The typical household with individuals between the ages of 55 and 64 held just $185,000 in their retirement accounts in the second half of 2022, according to survey data from the Federal Reserve.

Importantly, that number represents the median household. The median is arguably more representative of the population than the arithmetic mean, as very high net worth households can skew the averages much higher than the reality for most Americans. For reference, the mean retirement account balance for 55- to 64-year-olds was $537,560.

Even that higher number is well short of most retirement savings goals, though. And when you add the median stock investment holdings to the median retirement accounts savings, the total number is still too low. The average 55- to 64-year-old had just $111,000 in stock holdings outside of retirement accounts, according to the Federal Reserve.

If you want to get to $1.3 million by the time you retire, you'll need to do things differently.

Some steps you can take to supercharge your savings

Your late 50s and early 60s represent one of the best opportunities you'll have to supercharge your retirement savings.

For one, they're often your highest-earning years.
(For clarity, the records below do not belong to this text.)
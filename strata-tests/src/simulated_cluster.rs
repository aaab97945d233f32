//! Simulated cluster for router integration tests.
//!
//! The cluster assigns every device a leader node and answers requests the
//! way real nodes do: a node that does not lead a request replies with a
//! redirect naming the leader. Every delivery is logged so tests can check
//! where requests went and how often they were retried.
//!
//! # Leader assignment
//!
//! Devices under storage group `root.sgN` are led by node `N - 1` (modulo the
//! node count). Other devices are assigned by hash. Individual devices can be
//! moved with [`SimulatedCluster::move_leader`].
//!
//! # Redirect policies
//!
//! - [`RedirectPolicy::Always`]: every node redirects every request, even the
//!   leader. This is the harshest case for retry bounding.
//! - [`RedirectPolicy::UnlessLeader`]: a node applies requests it leads and
//!   redirects the rest.

use std::collections::hash_map::DefaultHasher;
use std::collections::{HashMap, HashSet};
use std::hash::{Hash, Hasher};
use std::sync::atomic::{AtomicBool, Ordering};
use std::sync::{Arc, Mutex, MutexGuard};

use async_trait::async_trait;
use strata_core::{ConnectionError, ConnectionResult, DeviceId, Endpoint, Tablet};
use strata_routing::{Connection, Connector, Redirect, Reply, Request, Route};
use tracing::trace;

/// Host shared by all simulated nodes.
pub const SIMULATED_HOST: &str = "127.0.0.1";

/// Port of node 0; node `i` listens on `BASE_PORT + i`.
pub const BASE_PORT: u16 = 55560;

/// How nodes answer requests they receive.
#[derive(Debug, Clone, Copy, PartialEq, Eq)]
pub enum RedirectPolicy {
    /// Redirect every request, even at the leader.
    Always,
    /// Apply requests led by the receiving node, redirect the rest.
    UnlessLeader,
}

/// What a node did with a request.
#[derive(Debug, Clone, PartialEq, Eq)]
pub enum Outcome {
    /// The request was applied.
    Applied,
    /// The node answered with a redirect.
    Redirected,
    /// The request failed with an injected error.
    Failed,
}

/// One request delivered to a node.
#[derive(Debug, Clone)]
pub struct Delivery {
    /// Receiving node.
    pub endpoint: Endpoint,
    /// Operation name.
    pub op: &'static str,
    /// Devices the request touched, in request order, deduplicated.
    pub devices: Vec<DeviceId>,
    /// Number of rows carried.
    pub rows: usize,
    /// Whether tablet and one-device rows arrived sorted by timestamp.
    pub in_order: bool,
    /// What the node did.
    pub outcome: Outcome,
}

#[derive(Debug)]
struct ClusterState {
    nodes: Vec<Endpoint>,
    meta_leader: Endpoint,
    policy: RedirectPolicy,
    moved: HashMap<DeviceId, Endpoint>,
    unreachable: HashSet<Endpoint>,
    failing_devices: HashSet<DeviceId>,
    deliveries: Vec<Delivery>,
    connects: usize,
    closes: usize,
}

/// Shared handle to a simulated cluster.
#[derive(Debug, Clone)]
pub struct SimulatedCluster {
    state: Arc<Mutex<ClusterState>>,
}

impl SimulatedCluster {
    /// Creates a cluster of `node_count` nodes. Node 1 leads metadata when
    /// there is more than one node.
    ///
    /// # Panics
    ///
    /// Panics if `node_count` is zero.
    #[must_use]
    pub fn new(node_count: u16, policy: RedirectPolicy) -> Self {
        assert!(node_count > 0, "cluster needs at least one node");
        let nodes: Vec<_> = (0..node_count).map(Self::node).collect();
        let meta_leader = nodes[usize::from(node_count > 1)].clone();
        Self {
            state: Arc::new(Mutex::new(ClusterState {
                nodes,
                meta_leader,
                policy,
                moved: HashMap::new(),
                unreachable: HashSet::new(),
                failing_devices: HashSet::new(),
                deliveries: Vec::new(),
                connects: 0,
                closes: 0,
            })),
        }
    }

    /// Returns the endpoint of node `index`.
    #[must_use]
    pub fn node(index: u16) -> Endpoint {
        Endpoint::new(SIMULATED_HOST, BASE_PORT + index)
    }

    /// Returns a connector for this cluster.
    #[must_use]
    pub fn connector(&self) -> SimulatedConnector {
        SimulatedConnector {
            cluster: self.clone(),
        }
    }

    fn lock(&self) -> MutexGuard<'_, ClusterState> {
        self.state.lock().expect("cluster state lock poisoned")
    }

    /// Returns the node leading `device`.
    #[must_use]
    pub fn leader_of(&self, device: &DeviceId) -> Endpoint {
        Self::leader_in(&self.lock(), device)
    }

    fn leader_in(state: &ClusterState, device: &DeviceId) -> Endpoint {
        if let Some(endpoint) = state.moved.get(device) {
            return endpoint.clone();
        }
        let count = state.nodes.len();
        let index = storage_group_number(device).map_or_else(
            || {
                let mut hasher = DefaultHasher::new();
                device.hash(&mut hasher);
                usize::try_from(hasher.finish() % count as u64).unwrap_or(0)
            },
            |group| (group + count - 1) % count,
        );
        state.nodes[index].clone()
    }

    /// Returns the node leading metadata.
    #[must_use]
    pub fn meta_leader(&self) -> Endpoint {
        self.lock().meta_leader.clone()
    }

    /// Moves a device's leadership to `endpoint`.
    pub fn move_leader(&self, device: &DeviceId, endpoint: Endpoint) {
        self.lock().moved.insert(device.clone(), endpoint);
    }

    /// Makes connecting to `endpoint` fail.
    pub fn set_unreachable(&self, endpoint: Endpoint) {
        self.lock().unreachable.insert(endpoint);
    }

    /// Makes every request touching `device` fail with a transport error.
    pub fn fail_device(&self, device: DeviceId) {
        self.lock().failing_devices.insert(device);
    }

    /// Returns every delivery so far.
    #[must_use]
    pub fn deliveries(&self) -> Vec<Delivery> {
        self.lock().deliveries.clone()
    }

    /// Forgets logged deliveries.
    pub fn clear_deliveries(&self) {
        self.lock().deliveries.clear();
    }

    /// Returns the number of successful connects.
    #[must_use]
    pub fn connect_count(&self) -> usize {
        self.lock().connects
    }

    /// Returns the number of connection closes.
    #[must_use]
    pub fn close_count(&self) -> usize {
        self.lock().closes
    }

    /// Answers one request at `at`, logging the delivery.
    fn handle(&self, at: &Endpoint, request: &Request) -> ConnectionResult<Reply> {
        let mut state = self.lock();
        let devices = devices_of(request);
        let rows = rows_of(request);
        let in_order = in_order(request);

        let fails = devices.iter().any(|d| state.failing_devices.contains(d));
        let (outcome, result) = if fails {
            let error = ConnectionError::Transport {
                endpoint: at.clone(),
                reason: "injected failure".to_string(),
            };
            (Outcome::Failed, Err(error))
        } else {
            match Self::redirect_for(&state, at, request) {
                Some(redirect) => (Outcome::Redirected, Ok(Reply::Redirect(redirect))),
                None => (Outcome::Applied, Ok(Reply::Applied)),
            }
        };

        trace!(endpoint = %at, op = request.name(), outcome = ?outcome, "delivery");
        state.deliveries.push(Delivery {
            endpoint: at.clone(),
            op: request.name(),
            devices,
            rows,
            in_order,
            outcome,
        });
        result
    }

    /// Returns the redirect a node at `at` answers with, if any.
    fn redirect_for(state: &ClusterState, at: &Endpoint, request: &Request) -> Option<Redirect> {
        let always = state.policy == RedirectPolicy::Always;
        match request.route() {
            Route::Meta => {
                (always || *at != state.meta_leader)
                    .then(|| Redirect::Endpoint(state.meta_leader.clone()))
            }
            Route::Device(device) => {
                let leader = Self::leader_in(state, device);
                (always || *at != leader).then_some(Redirect::Endpoint(leader))
            }
            Route::FlatBatch(records) => {
                let misrouted = records
                    .iter()
                    .any(|r| Self::leader_in(state, &r.device_id) != *at);
                let first = &records.first()?.device_id;
                (always || misrouted).then(|| Redirect::Endpoint(Self::leader_in(state, first)))
            }
            Route::DeviceMap(tablets) => {
                let leaders: Vec<_> = tablets
                    .iter()
                    .map(|t| (t.device_id().clone(), Self::leader_in(state, t.device_id())))
                    .collect();
                let misrouted = leaders.iter().any(|(_, leader)| leader != at);
                (always || misrouted).then(|| Redirect::per_device(leaders))
            }
        }
    }
}

/// Returns `N` for devices under `root.sgN`.
fn storage_group_number(device: &DeviceId) -> Option<usize> {
    let group = device.as_str().strip_prefix("root.sg")?;
    let digits: String = group.chars().take_while(char::is_ascii_digit).collect();
    digits.parse().ok().filter(|&n| n > 0)
}

fn devices_of(request: &Request) -> Vec<DeviceId> {
    let mut devices: Vec<DeviceId> = match request {
        Request::InsertRecord(record) => vec![record.device_id.clone()],
        Request::InsertRecords(records) => records.iter().map(|r| r.device_id.clone()).collect(),
        Request::InsertRecordsOfOneDevice(batch) => vec![batch.device_id().clone()],
        Request::InsertTablet(tablet) => vec![tablet.device_id().clone()],
        Request::InsertTablets(tablets) => tablets.iter().map(|t| t.device_id().clone()).collect(),
        _ => Vec::new(),
    };
    let mut seen = HashSet::new();
    devices.retain(|d| seen.insert(d.clone()));
    devices
}

fn rows_of(request: &Request) -> usize {
    match request {
        Request::InsertRecord(_) => 1,
        Request::InsertRecords(records) => records.len(),
        Request::InsertRecordsOfOneDevice(batch) => batch.len(),
        Request::InsertTablet(tablet) => tablet.row_count(),
        Request::InsertTablets(tablets) => tablets.iter().map(|t| t.row_count()).sum(),
        _ => 0,
    }
}

fn in_order(request: &Request) -> bool {
    match request {
        Request::InsertRecordsOfOneDevice(batch) => batch.is_sorted(),
        Request::InsertTablet(tablet) => tablet.is_sorted(),
        Request::InsertTablets(tablets) => tablets.iter().all(Tablet::is_sorted),
        _ => true,
    }
}

/// Opens connections to a [`SimulatedCluster`].
#[derive(Debug, Clone)]
pub struct SimulatedConnector {
    cluster: SimulatedCluster,
}

#[async_trait]
impl Connector for SimulatedConnector {
    type Connection = SimulatedConnection;

    async fn connect(&self, endpoint: &Endpoint) -> ConnectionResult<SimulatedConnection> {
        let mut state = self.cluster.lock();
        if state.unreachable.contains(endpoint) || !state.nodes.contains(endpoint) {
            return Err(ConnectionError::ConnectFailed {
                endpoint: endpoint.clone(),
                reason: "connection refused".to_string(),
            });
        }
        state.connects += 1;
        drop(state);

        Ok(SimulatedConnection {
            endpoint: endpoint.clone(),
            cluster: self.cluster.clone(),
            closed: AtomicBool::new(false),
        })
    }
}

/// A connection to one simulated node.
#[derive(Debug)]
pub struct SimulatedConnection {
    endpoint: Endpoint,
    cluster: SimulatedCluster,
    closed: AtomicBool,
}

#[async_trait]
impl Connection for SimulatedConnection {
    fn endpoint(&self) -> &Endpoint {
        &self.endpoint
    }

    async fn execute(&self, request: &Request) -> ConnectionResult<Reply> {
        if self.closed.load(Ordering::Acquire) {
            return Err(ConnectionError::Closed(self.endpoint.clone()));
        }
        self.cluster.handle(&self.endpoint, request)
    }

    async fn close(&self) -> ConnectionResult<()> {
        if !self.closed.swap(true, Ordering::AcqRel) {
            self.cluster.lock().closes += 1;
        }
        Ok(())
    }
}

#[cfg(test)]
mod tests {
    use super::*;

    #[test]
    fn test_storage_group_leaders() {
        let cluster = SimulatedCluster::new(4, RedirectPolicy::Always);
        for (group, node) in [(1, 0), (2, 1), (3, 2), (4, 3), (5, 0)] {
            let device = DeviceId::new(format!("root.sg{group}.d1"));
            assert_eq!(cluster.leader_of(&device), SimulatedCluster::node(node));
        }
        assert_eq!(cluster.meta_leader(), SimulatedCluster::node(1));
    }

    #[test]
    fn test_move_leader() {
        let cluster = SimulatedCluster::new(4, RedirectPolicy::UnlessLeader);
        let device = DeviceId::from("root.sg2.d1");
        cluster.move_leader(&device, SimulatedCluster::node(3));
        assert_eq!(cluster.leader_of(&device), SimulatedCluster::node(3));
    }

    #[test]
    fn test_hashed_devices_stay_in_cluster() {
        let cluster = SimulatedCluster::new(3, RedirectPolicy::UnlessLeader);
        let leader = cluster.leader_of(&DeviceId::from("root.vehicle.d7"));
        assert!((0..3).map(SimulatedCluster::node).any(|n| n == leader));
        assert_eq!(storage_group_number(&DeviceId::from("root.sg0.d1")), None);
        assert_eq!(storage_group_number(&DeviceId::from("root.sg12.d1")), Some(12));
    }

    #[tokio::test]
    async fn test_unreachable_node_refuses_connect() {
        let cluster = SimulatedCluster::new(2, RedirectPolicy::UnlessLeader);
        cluster.set_unreachable(SimulatedCluster::node(1));
        let connector = cluster.connector();

        let result = connector.connect(&SimulatedCluster::node(1)).await;

        assert!(matches!(result, Err(ConnectionError::ConnectFailed { .. })));
        assert_eq!(cluster.connect_count(), 0);
    }

    #[tokio::test]
    async fn test_closed_connection_rejects_requests() {
        let cluster = SimulatedCluster::new(1, RedirectPolicy::UnlessLeader);
        let connection = cluster
            .connector()
            .connect(&SimulatedCluster::node(0))
            .await
            .unwrap();

        connection.close().await.unwrap();
        connection.close().await.unwrap();

        let result = connection
            .execute(&Request::SetStorageGroup("root.sg1".to_string()))
            .await;
        assert!(matches!(result, Err(ConnectionError::Closed(_))));
        assert_eq!(cluster.close_count(), 1);
    }
}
Higher earnings usually means you'll have more disposable income and more you can save. A higher wage could also mean a bigger 401(k) matching contribution, helping you save more for retirement.

Additionally, you may be able to cut some expenses you no longer have in your late 50s or early 60s. At that age, many people's children have become independent adults. College education expenses could be in the rearview mirror by then. That could free up a lot of cash.
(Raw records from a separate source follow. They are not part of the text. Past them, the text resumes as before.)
//! Router error types.
//!
//! Redirects never surface here: they are absorbed by the router after at
//! most one retry.

use strata_core::{ConfigError, ConnectionError, DeviceId, RecordError};
use thiserror::Error;

/// Result type for router operations.
pub type RouterResult<T> = Result<T, RouterError>;

/// A sub-batch that failed while a flat batch was being re-routed.
#[derive(Debug, Clone, PartialEq, Eq)]
pub struct SubBatchFailure {
    /// Device of the failed sub-batch.
    pub device_id: DeviceId,
    /// Why it failed.
    pub error: ConnectionError,
}

/// Errors returned by the router.
#[derive(Debug, Error)]
pub enum RouterError {
    /// The router configuration is invalid.
    #[error("invalid configuration: {0}")]
    Config(#[from] ConfigError),

    /// The input was rejected before anything was sent.
    #[error("invalid input: {0}")]
    InvalidInput(#[from] RecordError),

    /// Connecting, sending, or executing failed.
    #[error(transparent)]
    Connection(#[from] ConnectionError),

    /// Some sub-batches of a re-routed flat batch failed.
    ///
    /// Every sibling sub-batch was still attempted.
    #[error("{} of {sub_batches} sub-batches failed, first: {}", .failures.len(), first_failure(.failures))]
    PartialBatch {
        /// Number of sub-batches attempted.
        sub_batches: usize,
        /// The failed sub-batches in submission order.
        failures: Vec<SubBatchFailure>,
    },

    /// The router was closed.
    #[error("router is closed")]
    Closed,
}

fn first_failure(failures: &[SubBatchFailure]) -> String {
    failures.first().map_or_else(String::new, |failure| {
        format!("{}: {}", failure.device_id, failure.error)
    })
}
//! Batch splitter - partitions a flat record batch by device.
//!
//! After a flat multi-device batch is redirected, the router resubmits it as
//! one sub-batch per device so that each redirect names exactly one device's
//! leader.

use std::collections::HashMap;

use strata_core::{DeviceId, Record};

/// Rows of one device taken from a larger batch.
#[derive(Debug, Clone, PartialEq)]
pub struct SubBatch {
    /// The device every record targets.
    pub device_id: DeviceId,
    /// Records in their original relative order.
    pub records: Vec<Record>,
}

/// Groups records by device.
///
/// Sub-batches are ordered by the first appearance of their device, and rows
/// keep their original order within a device.
#[must_use]
pub fn split_by_device(records: &[Record]) -> Vec<SubBatch> {
    let mut index: HashMap<&DeviceId, usize> = HashMap::new();
    let mut batches: Vec<SubBatch> = Vec::new();

    for record in records {
        let slot = *index.entry(&record.device_id).or_insert_with(|| {
            batches.push(SubBatch {
                device_id: record.device_id.clone(),
                records: Vec::new(),
            });
            batches.len() - 1
        });
        batches[slot].records.push(record.clone());
    }

    batches
}

/// Returns true if every record targets the same device.
#[must_use]
pub fn is_single_device(records: &[Record]) -> bool {
    records
        .split_first()
        .map_or(true, |(first, rest)| {
            rest.iter().all(|record| record.device_id == first.device_id)
        })
}

#[cfg(test)]
mod tests {
    use strata_core::{Row, Value};

    use super::*;

    fn record(device: &str, timestamp: i64) -> Record {
        let row = Row::typed(timestamp, vec!["s1".to_string()], vec![Value::Int64(timestamp)])
            .unwrap();
        Record::new(device, row)
    }

    fn timestamps(batch: &SubBatch) -> Vec<i64> {
        batch.records.iter().map(|r| r.row.timestamp()).collect()
    }

    #[test]
    fn test_split_round_robin() {
        let devices = ["root.sg1.d1", "root.sg2.d1", "root.sg3.d1", "root.sg4.d1"];
        let records: Vec<_> = (0..10)
            .map(|t| record(devices[t as usize % devices.len()], t))
            .collect();

        let batches = split_by_device(&records);

        assert_eq!(batches.len(), 4);
        let order: Vec<_> = batches.iter().map(|b| b.device_id.as_str()).collect();
        assert_eq!(order, devices);
        assert_eq!(timestamps(&batches[0]), vec![0, 4, 8]);
        assert_eq!(timestamps(&batches[1]), vec![1, 5, 9]);
        assert_eq!(timestamps(&batches[3]), vec![3, 7]);
    }

    #[test]
    fn test_split_preserves_intra_device_order() {
        let records = vec![
            record("root.sg2.d1", 9),
            record("root.sg1.d1", 5),
            record("root.sg2.d1", 1),
            record("root.sg2.d1", 4),
        ];

        let batches = split_by_device(&records);

        assert_eq!(batches[0].device_id.as_str(), "root.sg2.d1");
        assert_eq!(timestamps(&batches[0]), vec![9, 1, 4]);
        assert_eq!(timestamps(&batches[1]), vec![5]);
    }

    #[test]
    fn test_split_empty() {
        assert!(split_by_device(&[]).is_empty());
    }

    #[test]
    fn test_is_single_device() {
        assert!(is_single_device(&[]));
        assert!(is_single_device(&[record("root.sg1.d1", 1), record("root.sg1.d1", 2)]));
        assert!(!is_single_device(&[record("root.sg1.d1", 1), record("root.sg2.d1", 2)]));
    }
}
Adult children also means you should reassess how much life insurance you need, if any. Unless your spouse would be completely unable to afford your current lifestyle without supplemental income, it may be wise to cash out any whole life insurance policies or let any term life insurance policies lapse. Over 18% of 55- to 64-year-olds had a life insurance policy with cash value as of 2022. Cashing that out would provide an average of more than $84,000 to invest for retirement.

A piggy bank standing on top of piles of cash.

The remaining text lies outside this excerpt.